Semakin rendah keimanan seseorang, maka semakin sulit untuk menerima kenyataan hidup yang dialaminya. Bahkan, pada titik tertentu, ketika dia tidak mampu lagi bersabar, dia akan putus asa serta frustrasi menghadapi hidup ini. Mereka itu, disebut oleh al-Qur’an sebagai orang-orang kafir, yang mengingkari nikmat serta keberadaan Allah SWT. “….Dan janganlah kamu berputus asa dari rahmat Allah. Sesungguhnya yang berputus asa dari rahmat Allah hanyalah orang-orang yang kafir.” (Q.S. Yusuf: 87)
Padahal kesedihan, kekecewaan, serta kesulitan yang menimpa seseorang, adalah salah satu cara Allah untuk menghapus dosa-dosanya. Nabi SAW pernah menyatakan, “Tidaklah seorang muslim ditimpa penyakit, kepayahan, kesedihan, bahkan kerisauan yang membuatnya galau, kecuali dengan itu Allah hapus dosanya.” (HR. Muslim)
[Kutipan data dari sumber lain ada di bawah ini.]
//! # Money Module
//!
//! Provides the `Money` type and the rounding rule used for every figure the
//! engine reports.
//!
//! ## Why Integer Money?
//! ```text
//! ┌─────────────────────────────────────────────────────────────────────────┐
//! │  THE FLOATING POINT PROBLEM                                             │
//! │                                                                         │
//! │    0.1 + 0.2 = 0.30000000000000004  ❌                                  │
//! │                                                                         │
//! │  OUR SOLUTION: Integer Cents                                            │
//! │    Stored amounts are i64 cents.                                        │
//! │    Intermediate tax/discount figures are i128 in 1/10000 of a cent      │
//! │    (cents × basis points), so nothing is lost until the single          │
//! │    rounding step at the end.                                            │
//! └─────────────────────────────────────────────────────────────────────────┘
//! ```
//!
//! ## Usage
//! ```rust
//! use tally_core::money::{round_half_even, Money};
//!
//! let price = Money::from_cents(1099);
//! assert_eq!((price * 2).cents(), 2198);
//!
//! // 0.5 cent rounds to the even neighbour
//! assert_eq!(round_half_even(5_000, 10_000), 0);
//! assert_eq!(round_half_even(15_000, 10_000), 2);
//! ```

use serde::{Deserialize, Serialize};
use std::fmt;
use std::ops::{Add, AddAssign, Mul, Sub, SubAssign};
use ts_rs::TS;

// =============================================================================
// Money Type
// =============================================================================

/// A monetary value in the smallest currency unit (cents).
///
/// ## Design Decisions
/// - **i64 (signed)**: refunds and reversals are negative
/// - **Single field tuple struct**: zero-cost wrapper over i64
#[derive(Debug, Clone, Copy, PartialEq, Eq, PartialOrd, Ord, Hash, Serialize, Deserialize, TS)]
#[ts(export)]
pub struct Money(i64);

impl Money {
    /// Creates a Money value from cents.
    ///
    /// ## Example
    /// ```rust
    /// use tally_core::money::Money;
    ///
    /// let price = Money::from_cents(1099);
    /// assert_eq!(price.cents(), 1099);
    /// ```
    #[inline]
    pub const fn from_cents(cents: i64) -> Self {
        Money(cents)
    }

    /// Returns the value in cents.
    #[inline]
    pub const fn cents(&self) -> i64 {
        self.0
    }

    /// Returns the major unit portion.
    ///
    /// ## Example
    /// ```rust
    /// use tally_core::money::Money;
    ///
    /// assert_eq!(Money::from_cents(1099).units(), 10);
    /// assert_eq!(Money::from_cents(-550).units(), -5);
    /// ```
    #[inline]
    pub const fn units(&self) -> i64 {
        self.0 / 100
    }

    /// Returns the minor unit portion (always 0-99).
    #[inline]
    pub const fn cents_part(&self) -> i64 {
        (self.0 % 100).abs()
    }

    /// Zero.
    #[inline]
    pub const fn zero() -> Self {
        Money(0)
    }

    #[inline]
    pub const fn is_zero(&self) -> bool {
        self.0 == 0
    }

    #[inline]
    pub const fn is_positive(&self) -> bool {
        self.0 > 0
    }

    #[inline]
    pub const fn is_negative(&self) -> bool {
        self.0 < 0
    }

    /// Multiplies by a quantity, returning `None` on overflow.
    ///
    /// ## Example
    /// ```rust
    /// use tally_core::money::Money;
    ///
    /// let line = Money::from_cents(299).checked_mul_quantity(3).unwrap();
    /// assert_eq!(line.cents(), 897);
    /// assert!(Money::from_cents(i64::MAX).checked_mul_quantity(2).is_none());
    /// ```
    #[inline]
    pub fn checked_mul_quantity(&self, qty: i64) -> Option<Self> {
        self.0.checked_mul(qty).map(Money)
    }

    /// Adds two amounts, returning `None` on overflow.
    #[inline]
    pub fn checked_add(&self, other: Money) -> Option<Self> {
        self.0.checked_add(other.0).map(Money)
    }

    /// Returns `self × bps` at full precision, in 1/10000 of a cent.
    ///
    /// ## Example
    /// ```rust
    /// use tally_core::money::Money;
    ///
    /// // $10.00 at 8.25% = 82.5 cents = 825_000 ten-thousandths
    /// assert_eq!(Money::from_cents(1000).scaled_by_bps(825), 825_000);
    /// ```
    #[inline]
    pub fn scaled_by_bps(&self, bps: u32) -> i128 {
        self.0 as i128 * bps as i128
    }
}

// =============================================================================
// Rounding
// =============================================================================

/// Divides `value` by `divisor` rounding half to even (bankers rounding).
///
/// ## Bankers Rounding
/// ```text
/// ┌─────────────────────────────────────────────────────────────────────┐
/// │  Half-up always rounds 0.5 away:   0.5 → 1, 1.5 → 2, 2.5 → 3       │
/// │  Half-to-even picks the even side: 0.5 → 0, 1.5 → 2, 2.5 → 2       │
/// │                                                                     │
/// │  Over many sales half-to-even carries no systematic bias.           │
/// └─────────────────────────────────────────────────────────────────────┘
/// ```
///
/// `divisor` must be positive. Negative values round symmetrically.
///
/// ## Example
/// ```rust
/// use tally_core::money::round_half_even;
///
/// assert_eq!(round_half_even(825_000, 10_000), 82);   // 82.5 → 82
/// assert_eq!(round_half_even(835_000, 10_000), 84);   // 83.5 → 84
/// assert_eq!(round_half_even(825_001, 10_000), 83);
/// assert_eq!(round_half_even(-25_000, 10_000), -2);
/// ```
pub fn round_half_even(value: i128, divisor: i128) -> i128 {
    debug_assert!(divisor > 0, "divisor must be positive");

    let quotient = value.div_euclid(divisor);
    let remainder = value.rem_euclid(divisor);
    let twice = remainder * 2;

    if twice > divisor || (twice == divisor && quotient % 2 != 0) {
        quotient + 1
    } else {
        quotient
    }
}

// =============================================================================
// Trait Implementations
// =============================================================================

/// Debug-friendly display. Clients format for their own locale.
impl fmt::Display for Money {
    fn fmt(&self, f: &mut fmt::Formatter<'_>) -> fmt::Result {
        let sign = if self.0 < 0 { "-" } else { "" };
        write!(f, "{}{}.{:02}", sign, self.units().abs(), self.cents_part())
    }
}

impl Default for Money {
    fn default() -> Self {
        Money::zero()
    }
}

impl Add for Money {
    type Output = Self;

    #[inline]
    fn add(self, other: Self) -> Self {
        Money(self.0 + other.0)
    }
}

impl AddAssign for Money {
    #[inline]
    fn add_assign(&mut self, other: Self) {
        self.0 += other.0;
    }
}

impl Sub for Money {
    type Output = Self;

    #[inline]
    fn sub(self, other: Self) -> Self {
        Money(self.0 - other.0)
    }
}

impl SubAssign for Money {
    #[inline]
    fn sub_assign(&mut self, other: Self) {
        self.0 -= other.0;
    }
}

impl Mul<i64> for Money {
    type Output = Self;

    #[inline]
    fn mul(self, qty: i64) -> Self {
        Money(self.0 * qty)
    }
}

// =============================================================================
// Unit Tests
// =============================================================================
Dengan demikian, maka ketika kesedihan datang menghadang, jadikanlah ia sebagai sarana untuk menimbang tingkat keimanan kita kepada Allah. Yakinkan diri bahwa Allah pasti tengah menyiapkan pengganti dari kesedihan yang kita alami, yaitu kebahagiaan tak terperi. Ketika musibah hadir menghampiri, jadikanlah ia sebagai sarana introspeksi diri atas sikap serta perilaku kita selama ini. Yakinlah bahwa ada pelajaran berharga yang ingin Allah sampaikan melalui persitiwa tersebut. Selalu ada hikmah di balik musibah, selalu ada pelajaran di balik ujian dan cobaan.
Menangislah bersama Al-Qur’an. Menangisi kealpaan diri dengan bersandar kepada kitab suci, akan membuat hati lebih berisi. Menangisi keadaan dengan mengadu kepada Al-Qur’an, akan menjadikan kita semakin dengan dengan Sang Pencipta.
Ruang Inspirasi, Rabu, 16 Desember 2020.